Primeiro eu assisti a Hemlock Grove, série do Netflix com roteiro do Brian McGreevy. Depois eu li Hemlock Grove, romance também escrito por ele. O primeiro é baseado no segundo, guardem essa informação com carinho para ser discutida ao longo deste texto. Na história, conhecemos uma cidade bem estranha, que dá título às produções, e seus moradores mais peculiares ainda. De um lado, os Godfrey têm o poder e riqueza do lugar, primeiro com siderúrgicas e depois com um hospital. De outro, os Rumancek aparecem com seu sangue cigano e passam a habitar um trailer herdado na periferia da cidade. Uma série de assassinatos juntam Peter Rumancek e Roman Godfrey.

O fato é que alguma coisa na série conseguia me fazia gostar muito do que eu estava vendo, ao mesmo tempo em que me sentia um tanto perdida, como se me rodassem com uma venda e me jogassem no meio da narrativa de upirs, lobisomens, assassinatos misteriosos e projetos de ressurreição (que é exatamente o que se trata, em um resumo bem grosseiro). Essa sensação seguiu ao longo de 13 episódios de quase uma hora cada. No fim, sentia que muitas questões ainda estavam jogadas e pensava que tinha perdido parte da narrativa, ou que boa parte da história não havia sido contada. Enquanto isso, no livro, não há confusão alguma, a ponto de se diminuírem muitas das tensões que aparecem na história e se formarem páginas arrastadas.

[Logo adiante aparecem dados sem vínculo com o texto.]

//! Public diagnostic taxonomy for the translation entry point (§6.3, §7).
//!
//! Internal stages use `anyhow::Result` for ergonomic `?`-propagation, the
//! same split `compiler/verifier.rs` draws between its infallible `verify`
//! (returns a `Vec<VerifyError>`) and its `anyhow`-wrapping `verify_or_err`.
//! `Diagnostic` is the one seam where that internal error currency is
//! converted into the stable, machine-readable categories callers match on.

use thiserror::Error;

#[derive(Debug, Error)]
pub enum Diagnostic {
    #[error("LOAD_ERROR: {0}")]
    LoadError(String),

    #[error("PAIR_GATEWAYS_ERROR: {0}")]
    PairGatewaysError(String),

    #[error("PRECONDITION_ERROR: BPMN precondition checks failed:\n{}", format_bullets(.0))]
    PreconditionError(Vec<String>),

    #[error("TRANSLATION_RULES_ERROR: {0}")]
    TranslationRulesError(String),

    #[error("EXPORT_ERROR: {0}")]
    ExportError(String),
}

fn format_bullets(lines: &[String]) -> String {
    lines
        .iter()
        .map(|line| format!("  {line}"))
        .collect::<Vec<_>>()
        .join("\n")
}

Dia desses, estava revendo o primeiro episódio da série pra tentar comparar com os acontecimentos do livro, e um amigo me perguntou sobre uma das personagens.

“O que é que acontece com ela mesmo?”
“Ela engravida de um anjo, ou ao menos acha que é um anjo, mas na verdade foi estuprada pelo primo. E então ela morre no trabalho de parto.”
“Ah é. Eu lembro que acontecia alguma coisa meio ruim do tipo.”

Meio ruim, entendem? Seis meses depois de ter assistido, meu amigo só conseguia lembrar “algo ruim”. Não pode ser bom sinal. Um personagem tem que ser mais memorável do que isso. No livro, os mesmos fatos aconteciam só que de forma mais lenta e previsível e, por isso, igualmente menos memorável. Eu identificava o que cada formato tinha de bom ou ruim, mas ainda não sabia o que me fazia gostar da história, se é que eu gostava, no fim.

Como reação madura a tudo isso, fiz desenhos coloridos até me sentir confortável de novo. Dividi o primeiro episódio em cenas, e o equivalente no livro em estruturas narrativas. Então avaliei cada momento dos dois formatos. Em seguida, separei quais os momentos aconteciam nas duas histórias e quais eram diferentes.

A prova de que eu fiz mesmo os desenhos, com régua e linhas tortas:

Captura de Tela 2013-10-14 às 5.38.10 PM

Captura de Tela 2013-10-15 às 10.09.20 AM

A primeira coisa que eu notei, já meio esperada, é que o ritmo da série é muito mais rápido do que o do livro. São 25 “cenas” (na verdade, são mais, mas juntei momentos em que o personagem sai de uma sorveteria e vai pro estacionamento, por exemplo), contra 12 do livro. Mais do que o dobro. Outra coisa, 40% do episódio é criação nova e exclusiva da série, por isso é ela considerada somente como baseada no livro, como citei no início do texto, e não uma adaptação.

O que acontece é que os personagens são interessantes e a macro-história também. É realmente maravilhoso poder ligar a TV e assistir uma narrativa atual desse gênero que não trata de uma menina disputando atenções. Existe todo um cuidado em criar um enredo maduro e que traga novidades ao público. Contudo, ambos os formatos deslizam, resultado que pôde ser medido por uma audiência baixa no Netflix, ainda que isso não temha feito com que os produtores desistissem de trazer a série de volta para uma segunda temporada em 2014. O fato é que Hemlock Grove pode ser uma produção muito acima do que foi apresentado em sua estreia.

Talvez seja o caso de pensar em trazer um pouco mais do livro às telas. Um pouco mais de explicações e respostas para a audiência que lutou bravamente pra passar por 13 capítulos no escuro. É exatamente o caso de procurar um meio termo entre o frenetismo da primeira temporada e as arrastadas explanações do livro, porque do jeito que está, temos duas histórias iguais e, ao mesmo tempo, gigantescamente diferentes. “Uma bunda montada em dois cavalos”, como diria Peter Rumancek.